TASK: Find each line of the entries with the string "SimulationResult", please, and copy it.

MATERIAL PROVIDED:

□ □ □ □ □ □ □

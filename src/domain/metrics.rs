//! Per-ticker performance metrics derived from a simulation result.

use super::ledger::{EquityPoint, SimulationResult};

#[derive(Debug, Clone, PartialEq)]
pub struct Metrics {
    /// (final - initial_cash) / initial_cash
    pub total_return: f64,
    /// Return against the first Buy's notional, in percent. `None` without trades.
    pub ticker_return_pct: Option<f64>,
    pub max_drawdown: f64,
    pub max_drawdown_duration: i64,
    pub round_trips: usize,
    pub trades_won: usize,
    pub trades_lost: usize,
    pub win_rate: f64,
    pub open_position: bool,
}

impl Metrics {
    pub fn compute(result: &SimulationResult) -> Self {
        let initial_cash = result.initial_cash;
        let final_value = result.final_value();

        let total_return = if initial_cash > 0.0 {
            (final_value - initial_cash) / initial_cash
        } else {
            0.0
        };

        let (max_drawdown, max_drawdown_duration) = compute_drawdown(&result.trajectory);

        let mut round_trips = 0usize;
        let mut trades_won = 0usize;
        let mut trades_lost = 0usize;
        for (entry, exit) in result.ledger.round_trips() {
            round_trips += 1;
            if exit.price > entry.price {
                trades_won += 1;
            } else if exit.price < entry.price {
                trades_lost += 1;
            }
        }

        let win_rate = if round_trips > 0 {
            trades_won as f64 / round_trips as f64
        } else {
            0.0
        };

        Metrics {
            total_return,
            ticker_return_pct: result.ticker_return_pct(),
            max_drawdown,
            max_drawdown_duration,
            round_trips,
            trades_won,
            trades_lost,
            win_rate,
            open_position: result.ledger.len() % 2 == 1,
        }
    }
}

fn compute_drawdown(equity_curve: &[EquityPoint]) -> (f64, i64) {
    let Some(first) = equity_curve.first() else {
        return (0.0, 0);
    };

    let mut peak = first.equity;
    let mut max_dd = 0.0_f64;
    let mut max_dd_duration = 0i64;
    let mut current_dd_duration = 0i64;

    for point in equity_curve {
        if point.equity >= peak {
            peak = point.equity;
            current_dd_duration = 0;
        } else if peak > 0.0 {
            let dd = (peak - point.equity) / peak;
            if dd > max_dd {
                max_dd = dd;
            }
            current_dd_duration += 1;
            if current_dd_duration > max_dd_duration {
                max_dd_duration = current_dd_duration;
            }
        }
    }

    (max_dd, max_dd_duration)
}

□ □ □ □ □ □ □

RESULT:
use super::ledger::{EquityPoint, SimulationResult};
    pub fn compute(result: &SimulationResult) -> Self {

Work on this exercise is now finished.